>>

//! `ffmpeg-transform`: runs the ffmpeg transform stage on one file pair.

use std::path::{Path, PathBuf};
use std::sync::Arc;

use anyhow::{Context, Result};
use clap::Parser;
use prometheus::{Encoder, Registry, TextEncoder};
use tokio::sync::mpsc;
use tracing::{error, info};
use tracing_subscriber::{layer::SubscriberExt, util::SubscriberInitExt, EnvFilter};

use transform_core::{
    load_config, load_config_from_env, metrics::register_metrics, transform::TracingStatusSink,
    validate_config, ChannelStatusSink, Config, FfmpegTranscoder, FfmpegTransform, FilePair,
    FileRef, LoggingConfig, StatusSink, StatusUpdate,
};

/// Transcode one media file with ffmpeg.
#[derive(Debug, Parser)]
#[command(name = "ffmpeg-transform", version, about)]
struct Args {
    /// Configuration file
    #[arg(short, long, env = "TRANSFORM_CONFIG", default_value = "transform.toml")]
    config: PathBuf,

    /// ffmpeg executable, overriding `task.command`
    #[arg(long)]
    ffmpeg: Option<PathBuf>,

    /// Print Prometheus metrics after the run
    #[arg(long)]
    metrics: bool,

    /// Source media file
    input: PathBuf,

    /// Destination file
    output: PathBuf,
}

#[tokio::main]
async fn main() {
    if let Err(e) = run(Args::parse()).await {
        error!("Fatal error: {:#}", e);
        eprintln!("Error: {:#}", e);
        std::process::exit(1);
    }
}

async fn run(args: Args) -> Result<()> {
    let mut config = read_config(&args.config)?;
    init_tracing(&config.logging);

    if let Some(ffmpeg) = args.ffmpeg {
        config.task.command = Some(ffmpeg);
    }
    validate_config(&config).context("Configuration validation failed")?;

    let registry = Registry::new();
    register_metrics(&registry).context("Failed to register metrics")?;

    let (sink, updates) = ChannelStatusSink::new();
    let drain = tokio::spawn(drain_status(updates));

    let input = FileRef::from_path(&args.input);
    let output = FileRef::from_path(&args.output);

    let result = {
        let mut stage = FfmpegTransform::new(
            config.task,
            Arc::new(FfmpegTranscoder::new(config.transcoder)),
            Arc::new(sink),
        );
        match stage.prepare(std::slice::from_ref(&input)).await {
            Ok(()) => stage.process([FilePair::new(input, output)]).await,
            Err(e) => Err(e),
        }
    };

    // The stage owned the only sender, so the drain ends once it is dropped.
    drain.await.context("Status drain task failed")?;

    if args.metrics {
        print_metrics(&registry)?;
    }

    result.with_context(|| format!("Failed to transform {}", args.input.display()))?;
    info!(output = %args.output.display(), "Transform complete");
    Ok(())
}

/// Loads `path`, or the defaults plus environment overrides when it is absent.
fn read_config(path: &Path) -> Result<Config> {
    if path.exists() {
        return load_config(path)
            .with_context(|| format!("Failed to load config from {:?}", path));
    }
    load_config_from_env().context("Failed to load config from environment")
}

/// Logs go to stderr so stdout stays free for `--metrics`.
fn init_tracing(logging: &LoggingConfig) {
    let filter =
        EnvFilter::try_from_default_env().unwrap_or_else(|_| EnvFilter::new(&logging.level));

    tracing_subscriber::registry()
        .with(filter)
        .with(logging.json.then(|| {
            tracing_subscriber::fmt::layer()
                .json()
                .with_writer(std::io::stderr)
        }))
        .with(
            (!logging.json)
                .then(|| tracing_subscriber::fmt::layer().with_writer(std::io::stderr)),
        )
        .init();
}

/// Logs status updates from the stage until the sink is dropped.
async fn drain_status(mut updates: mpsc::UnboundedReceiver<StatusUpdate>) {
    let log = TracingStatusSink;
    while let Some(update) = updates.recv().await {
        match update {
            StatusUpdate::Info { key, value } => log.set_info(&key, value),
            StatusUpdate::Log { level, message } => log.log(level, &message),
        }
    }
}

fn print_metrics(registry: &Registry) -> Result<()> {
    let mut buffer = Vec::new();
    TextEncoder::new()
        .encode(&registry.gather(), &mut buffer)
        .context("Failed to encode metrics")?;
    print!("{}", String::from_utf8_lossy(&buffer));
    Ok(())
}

<<
>>

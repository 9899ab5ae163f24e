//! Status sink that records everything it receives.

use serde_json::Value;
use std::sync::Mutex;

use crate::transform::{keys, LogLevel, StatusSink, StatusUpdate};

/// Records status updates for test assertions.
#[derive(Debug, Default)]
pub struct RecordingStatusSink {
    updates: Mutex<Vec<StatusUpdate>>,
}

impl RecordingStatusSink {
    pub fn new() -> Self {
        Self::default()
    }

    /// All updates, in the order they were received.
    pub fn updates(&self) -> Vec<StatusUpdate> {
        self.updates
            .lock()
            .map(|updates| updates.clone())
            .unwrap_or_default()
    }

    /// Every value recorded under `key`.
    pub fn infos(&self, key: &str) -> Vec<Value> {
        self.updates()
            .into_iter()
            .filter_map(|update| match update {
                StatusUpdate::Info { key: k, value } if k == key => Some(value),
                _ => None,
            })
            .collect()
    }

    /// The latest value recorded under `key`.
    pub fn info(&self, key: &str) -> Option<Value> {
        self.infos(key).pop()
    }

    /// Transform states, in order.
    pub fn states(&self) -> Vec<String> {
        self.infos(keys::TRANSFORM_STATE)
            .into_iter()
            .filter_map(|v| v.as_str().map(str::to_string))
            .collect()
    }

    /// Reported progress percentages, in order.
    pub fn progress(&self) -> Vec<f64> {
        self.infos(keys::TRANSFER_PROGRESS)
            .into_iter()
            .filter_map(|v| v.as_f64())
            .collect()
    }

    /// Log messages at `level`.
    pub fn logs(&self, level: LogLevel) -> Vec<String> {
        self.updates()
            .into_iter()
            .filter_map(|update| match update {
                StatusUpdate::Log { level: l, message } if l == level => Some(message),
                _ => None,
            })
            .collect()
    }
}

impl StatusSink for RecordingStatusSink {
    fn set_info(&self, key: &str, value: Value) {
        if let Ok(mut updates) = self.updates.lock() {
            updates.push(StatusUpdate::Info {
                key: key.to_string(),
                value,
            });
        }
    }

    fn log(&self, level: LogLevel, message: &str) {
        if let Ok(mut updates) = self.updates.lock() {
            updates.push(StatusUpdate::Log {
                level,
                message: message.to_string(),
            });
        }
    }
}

<<

A verbatim transcription is needed of the lines above, starting at the line with "use clap::Parser;" and ending at the line with "let drain = tokio::spawn(drain_status(updates));", both included, and of nothing else.

use clap::Parser;
use prometheus::{Encoder, Registry, TextEncoder};
use tokio::sync::mpsc;
use tracing::{error, info};
use tracing_subscriber::{layer::SubscriberExt, util::SubscriberInitExt, EnvFilter};

use transform_core::{
    load_config, load_config_from_env, metrics::register_metrics, transform::TracingStatusSink,
    validate_config, ChannelStatusSink, Config, FfmpegTranscoder, FfmpegTransform, FilePair,
    FileRef, LoggingConfig, StatusSink, StatusUpdate,
};

/// Transcode one media file with ffmpeg.
#[derive(Debug, Parser)]
#[command(name = "ffmpeg-transform", version, about)]
struct Args {
    /// Configuration file
    #[arg(short, long, env = "TRANSFORM_CONFIG", default_value = "transform.toml")]
    config: PathBuf,

    /// ffmpeg executable, overriding `task.command`
    #[arg(long)]
    ffmpeg: Option<PathBuf>,

    /// Print Prometheus metrics after the run
    #[arg(long)]
    metrics: bool,

    /// Source media file
    input: PathBuf,

    /// Destination file
    output: PathBuf,
}

#[tokio::main]
async fn main() {
    if let Err(e) = run(Args::parse()).await {
        error!("Fatal error: {:#}", e);
        eprintln!("Error: {:#}", e);
        std::process::exit(1);
    }
}

async fn run(args: Args) -> Result<()> {
    let mut config = read_config(&args.config)?;
    init_tracing(&config.logging);

    if let Some(ffmpeg) = args.ffmpeg {
        config.task.command = Some(ffmpeg);
    }
    validate_config(&config).context("Configuration validation failed")?;

    let registry = Registry::new();
    register_metrics(&registry).context("Failed to register metrics")?;

    let (sink, updates) = ChannelStatusSink::new();
    let drain = tokio::spawn(drain_status(updates));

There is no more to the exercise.